音楽の形式よりも声のニュアンスとか、そういうものをこれまで重視しているつもりで、別にレゲエが大好きな訳じゃないけど、Cornell Campbellは好きとか、そもそもジャンルとしてのダブが大好きなのかどうか自分でもよくわからないけどミニマルダブとかRhythm & Soundばかり聴いてるのは、これも音のニュアンスというか、この、ここしかないこの感じ、というものを好きで聴いているのだが、それが結果的には好きということになるのか。
レゲエダブ系は、そのそもの成り立ちとして、楽曲的には壊れてしまってもかまわないから、とにかくより重く、遅く、都度の衝撃とアタックを重視して、サウンドの一部分の極端な誇大化を図ったというところがすごかった。たぶんこの精神がそのままテクノなどのクラブミュージックおよびエレクトロミュージックを成立させる基盤となっている。電子の力で、音を増幅させてスピーカーから出す。この単純なすごさの追求。シンプルであるがゆえにからくりが全部透けて見えている気持ちよさ。にもかかわらずこの奥行きの分厚さ。クリシェの連続だけが醸し出すことのできる曲ぜんたいにまとわりつく得体の知れない香り。
音楽を聴いていると、音楽を聴いていないときの静けさばかり考えている。音の背後にある静けさ。
リバーヴとディレイ。むかつくようなやかましいサンプル音が何度も何度も反復され、二拍目と四拍目の間を暴力的に埋める。そのとき、生々しくそこにあったはずの静けさのことを思う。
ばかばかしく滑稽で、子供だましのこけおどしの、風呂屋のペンキ絵以下の、どうしようもない低俗な低劣な音楽。劣化した、電子的雑音と混ざり合った、特定周波数に集中した、耳障りな、ただ生成するだけで人の神経を逆撫でするような、市民社会と地域公共性に真っ向から刃向うような、そんな音。
Lee "Scratch" Perry しかし、どれを買えばいいのか。
すごく眠い。やがて眠る。
翌朝、かなり早く目が覚めてしまった。4時間くらいしか寝てない。でも起きてしまったからしょうがない。
まずは水泳しようと思って出かけた。

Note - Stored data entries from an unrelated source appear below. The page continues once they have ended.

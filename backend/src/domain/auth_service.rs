//! Login, logout and the authorization gate.
//!
//! The gate turns a bearer token into a [`Principal`]: the token's signature
//! and expiry are checked, the embedded external id is resolved to a live
//! identity of the embedded role, and the embedded revocation counter must
//! equal the identity's current counter. Bumping the counter therefore
//! invalidates every token issued before the bump.

use std::sync::{Arc, OnceLock};

use tracing::{debug, info, warn};

use super::ports::{IdentityRepository, PasswordHashError, PasswordHasher, TokenError, TokenService};
use super::{
    Error, Identity, IdentityChanges, IssuedToken, LoginCredentials, PasswordHash, PlainPassword,
    Principal, Role,
};

const INVALID_LOGIN: &str = "Invalid email or password";
const TOKEN_EXPIRED: &str = "Token has expired!";
const TOKEN_INVALID: &str = "Invalid token!";
const TOKEN_REVOKED: &str = "Token is no longer valid";
const DECOY_PASSWORD: &str = "decoy-password-never-issued";

/// Authentication use-cases backed by the identity store and token service.
#[derive(Clone)]
pub struct AuthService {
    identities: Arc<dyn IdentityRepository>,
    tokens: Arc<dyn TokenService>,
    passwords: Arc<dyn PasswordHasher>,
    decoy_hash: Arc<OnceLock<PasswordHash>>,
}

impl AuthService {
    /// Create a new service with the given ports.
    pub fn new(
        identities: Arc<dyn IdentityRepository>,
        tokens: Arc<dyn TokenService>,
        passwords: Arc<dyn PasswordHasher>,
    ) -> Self {
        Self {
            identities,
            tokens,
            passwords,
            decoy_hash: Arc::new(OnceLock::new()),
        }
    }

    /// Check credentials for an identity of `role` and issue a token.
    ///
    /// Unknown emails and wrong passwords produce the same message, and both
    /// pay for one hash verification.
    pub async fn login(
        &self,
        role: Role,
        credentials: &LoginCredentials,
    ) -> Result<IssuedToken, Error> {
        let Some(identity) = self.identities.find_by_email(role, credentials.email()).await? else {
            warn!(%role, "login for unknown email");
            self.verify_against_decoy(credentials.password());
            return Err(Error::unauthenticated(INVALID_LOGIN));
        };
        let matches = self
            .passwords
            .verify(credentials.password(), &identity.account().password_hash)
            .map_err(map_hash_error)?;
        if !matches {
            warn!(%role, external_id = %identity.account().external_id, "login with wrong password");
            return Err(Error::unauthenticated(INVALID_LOGIN));
        }
        info!(%role, external_id = %identity.account().external_id, "login succeeded");
        self.issue_for(&identity)
    }

    /// Run a verification whose outcome is discarded.
    ///
    /// The decoy hash is built on first use with the hasher's configured cost.
    fn verify_against_decoy(&self, candidate: &str) {
        let decoy = match self.decoy_hash.get() {
            Some(hash) => hash,
            None => {
                let hashed = PlainPassword::new(DECOY_PASSWORD)
                    .map_err(|error| error.to_string())
                    .and_then(|password| {
                        self.passwords
                            .hash(&password)
                            .map_err(|error| error.to_string())
                    });
                match hashed {
                    Ok(hash) => self.decoy_hash.get_or_init(|| hash),
                    Err(error) => {
                        debug!(%error, "decoy hash unavailable");
                        return;
                    }
                }
            }
        };
        if let Err(error) = self.passwords.verify(candidate, decoy) {
            debug!(%error, "decoy verification failed");
        }
    }

    /// Issue a token bound to the identity's current revocation counter.
    pub fn issue_for(&self, identity: &Identity) -> Result<IssuedToken, Error> {
        let account = identity.account();
        self.tokens
            .issue(&account.external_id, identity.role(), account.revocation_counter)
            .map_err(map_token_error)
    }

    /// Resolve a bearer token to a live, unrevoked principal.
    ///
    /// Role checks are left to the caller via [`Principal::require_role`].
    pub async fn authorize(&self, token: &str) -> Result<Principal, Error> {
        let claims = self.tokens.verify(token).map_err(map_token_error)?;
        let identity = self
            .identities
            .find_by_external_id(claims.role, claims.external_id)
            .await?;
        match identity {
            Some(identity) if identity.revocation_counter() == claims.revocation_counter => {
                Ok(Principal::new(identity))
            }
            Some(_) => {
                warn!(external_id = %claims.external_id, "revoked token presented");
                Err(Error::unauthenticated(TOKEN_REVOKED))
            }
            None => {
                warn!(external_id = %claims.external_id, "token for unknown identity");
                Err(Error::unauthenticated(TOKEN_REVOKED))
            }
        }
    }

    /// Invalidate every outstanding token of the principal.
    pub async fn logout(&self, principal: &Principal) -> Result<(), Error> {
        let changes = IdentityChanges {
            revoke_tokens: true,
            ..IdentityChanges::default()
        };
        let identity = self
            .identities
            .update(principal.identity().key(), changes)
            .await?;
        info!(
            external_id = %identity.account().external_id,
            counter = identity.revocation_counter(),
            "tokens revoked"
        );
        Ok(())
    }
}

fn map_token_error(error: TokenError) -> Error {
    match error {
        TokenError::Expired => Error::unauthenticated(TOKEN_EXPIRED),
        TokenError::Malformed { .. } | TokenError::InvalidSignature => {
            Error::unauthenticated(TOKEN_INVALID)
        }
        TokenError::Signing { message } => {
            tracing::error!(%message, "token signing failed");
            Error::internal("Internal server error")
        }
    }
}

pub(crate) fn map_hash_error(error: PasswordHashError) -> Error {
    tracing::error!(%error, "password hashing failed");
    Error::internal("Internal server error")
}

#[cfg(test)]
#[path = "auth_service_tests.rs"]
mod tests;
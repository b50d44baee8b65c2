//! Registration and self-service management of customer and mechanic accounts.

use std::sync::Arc;

use serde_json::json;
use tracing::info;

use super::auth_service::map_hash_error;
use super::ports::{IdentityRepository, PasswordHasher, identity_not_found};
use super::{
    Account, AuthService, Error, ExternalId, Identity, IdentityChanges, IdentityKey, IssuedToken,
    NewIdentity, PlainPassword, Principal, Profile, ProfileUpdate, Role, Salary,
};

/// Validated registration request.
#[derive(Debug, Clone, PartialEq, Eq)]
pub enum Registration {
    /// Register a customer.
    Customer {
        /// Contact details.
        profile: Profile,
        /// Plaintext password to hash.
        password: PlainPassword,
    },
    /// Register a mechanic.
    Mechanic {
        /// Contact details.
        profile: Profile,
        /// Plaintext password to hash.
        password: PlainPassword,
        /// Starting salary.
        salary: Salary,
    },
}

/// Outcome of a self-service profile update.
#[derive(Debug, Clone, PartialEq, Eq)]
pub struct ProfileUpdated {
    /// Identity after the merge.
    pub identity: Identity,
    /// Fresh token when the update revoked earlier ones.
    pub token: Option<IssuedToken>,
}

/// Identity store use-cases.
#[derive(Clone)]
pub struct IdentityService {
    identities: Arc<dyn IdentityRepository>,
    passwords: Arc<dyn PasswordHasher>,
    auth: AuthService,
}

impl IdentityService {
    /// Create a new service.
    pub fn new(
        identities: Arc<dyn IdentityRepository>,
        passwords: Arc<dyn PasswordHasher>,
        auth: AuthService,
    ) -> Self {
        Self {
            identities,
            passwords,
            auth,
        }
    }

    /// Hash the password and persist a new identity.
    pub async fn register(&self, registration: Registration) -> Result<Identity, Error> {
        let new_identity = match registration {
            Registration::Customer { profile, password } => NewIdentity::Customer {
                account: self.new_account(profile, &password)?,
            },
            Registration::Mechanic {
                profile,
                password,
                salary,
            } => NewIdentity::Mechanic {
                account: self.new_account(profile, &password)?,
                salary,
            },
        };
        let identity = self.identities.insert(new_identity).await?;
        info!(role = %identity.role(), external_id = %identity.account().external_id, "identity registered");
        Ok(identity)
    }

    fn new_account(&self, profile: Profile, password: &PlainPassword) -> Result<Account, Error> {
        let password_hash = self.passwords.hash(password).map_err(map_hash_error)?;
        Ok(Account {
            external_id: ExternalId::random(),
            profile,
            password_hash,
            revocation_counter: 0,
        })
    }

    /// Merge an allow-listed update into the caller's own identity.
    ///
    /// Changing the password bumps the revocation counter and returns a new
    /// token bound to the bumped value.
    pub async fn update_self(
        &self,
        principal: &Principal,
        update: ProfileUpdate,
    ) -> Result<ProfileUpdated, Error> {
        if update.salary.is_some() && principal.role() == Role::Customer {
            return Err(Error::validation("Unknown field: salary")
                .with_details(json!({ "field": "salary", "code": "unknown_field" })));
        }
        let password_hash = update
            .password
            .as_ref()
            .map(|password| self.passwords.hash(password))
            .transpose()
            .map_err(map_hash_error)?;
        let revoke_tokens = password_hash.is_some();
        let changes = IdentityChanges {
            name: update.name,
            email: update.email,
            phone: update.phone,
            password_hash,
            salary: update.salary,
            revoke_tokens,
        };
        let identity = self
            .identities
            .update(principal.identity().key(), changes)
            .await?;
        let token = if revoke_tokens {
            info!(external_id = %identity.account().external_id, "password changed; tokens revoked");
            Some(self.auth.issue_for(&identity)?)
        } else {
            None
        };
        Ok(ProfileUpdated { identity, token })
    }

    /// Delete the caller's own identity.
    ///
    /// Customers take their tickets with them; mechanics are refused while
    /// they are the sole mechanic on any ticket.
    pub async fn delete_self(&self, principal: &Principal) -> Result<(), Error> {
        let key = principal.identity().key();
        self.identities.delete(key).await?;
        info!(role = %key.role(), external_id = %principal.identity().account().external_id, "identity deleted");
        Ok(())
    }

    /// Fetch one identity by key.
    pub async fn get(&self, key: IdentityKey) -> Result<Identity, Error> {
        self.identities
            .find(key)
            .await?
            .ok_or_else(|| identity_not_found(key))
    }

    /// List one role partition.
    pub async fn list(&self, role: Role) -> Result<Vec<Identity>, Error> {
        self.identities.list(role).await
    }
}

#[cfg(test)]
#[path = "identity_service_tests.rs"]
mod tests;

ランダムに音楽が再生されるのをヘッドフォンで聴きながら歩く。
プレイリストはテクノとハウスとR&Bとジャズとそれ以外で分けてある。で、iPhoneのアプリで有名なやつで、djayというのがあって、つまりDJプレイができるやつで、僕はこれをもっぱらautomixつまり自動再生にのみ利用している。特定のプレイリストの曲同士を勝手にピッチ合わせしてそれなりな繋ぎ方でMIXしてくれるのである。これは、まあ機械のやることだから大抵はバカな結果になるのだが、たまに驚くような素晴らしい繋ぎを実現してくれることもあって、なんだかんだ言っても、たぶんもう二ヶ月か三ヶ月くらいこのアプリで音楽を聴いてばかりである。
で、いつもは前述のジャンルわけされたリストのどれかをセットするのだが、今日は間違えて全部を一緒くたにセットしてしまい、そしたら最初にWynton KellyのPortrait Of Jennieがかかった。ジャズをたくさん聴いてるわけではないけどWynton Kellyはわかる。とくに後半がWynton Kellyだとわかる。そしたらそれにかぶさるようにIntrusionのA Night To Rememberに繋がった。これはミニマルダブで、普通はありえない流れ。しかしこれがハマッた。感動した。夏の朝だった。今日はこの再生を止めるわけにはいかないと思って、そのままそれを聴き続けながら御茶ノ水のレコード屋へ。
御茶ノ水ユニオンの本店。Deadbeatの新作が売り切れていた。あれば買ったのに。それで、それ以外は何もほしくない。レゲエコーナーは、これだけしかないとは知らなかった。
暑い。すさまじい日差し。駅前の交差点で歩行者が信号待ちをしている。女性が一人だけ、そろそろと、前に歩き出す。左右をみて、車が来ないのをみて、そのまますたすたと歩き出す。炎天下の日差しの下、それを、皆が見ている。
御茶ノ水ユニオンはさんざん来てるけど、diskunion JazzTOKYOには今日はじめて行った。すぐ近くなのに、今まで来たことなかった。来てみて、何これ超おしゃれじゃん!と驚いた。そして品揃えもすごい。とりあえずSteve Coleman & Five Elementsの最近のアルバムを数枚中古で買えたので良かった。
Lee "Scratch" Perryは、今日は買わなかった。
神保町まで歩いて、三省堂へ。吉行淳之介「原色の街・驟雨」、幸田文「流れる」、バラード「時間都市」を買う。
そのまま神田まで歩く。神田から山手線で御徒町。御徒町でワインを二本買う。
上野まで歩く。駅前の、昔さんざん行った店が閉店していた。アメ横の中の色々な店も細かくはどんどん変わっていく。
暑い。そして、さっきから何か飲もうと思っている。ビールを一杯飲もうか、とか。しかし、どの店でもそれは可能だが、どの店でもそれを実現させたくない。
ビールなんて、たかがビールなんで、なんでもいいのだが、しかしそれなら家で飲むのがいちばんうまいという話になる。それは実際そうである。しかし、そうではなく、外で飲むなら、あの店ならいいと思える店がない。ビールがどうというより、その店のその席に座って、ああ良かったということじゃないといけない。こういう夏の日中だから、建物の影に入ってしまってはダメで、外に近い場所じゃなければいけない。でも、大統領やたきおかとかの立ち飲みとも違う、もう少し違う感じの、とにかく、そういう店を、知らなければいけないなあと思いながら、結局どこにも立ち寄らずに帰る。
帰って、ビールを飲んで、新聞読んだり買った本を読んだりしてたら、いきなり寝てしまって、はっと気付いたら夜の八時だった。
シャワーをあびて、簡単に食事の用意。グレープフルーツを冷やしておいて、あとで剥く。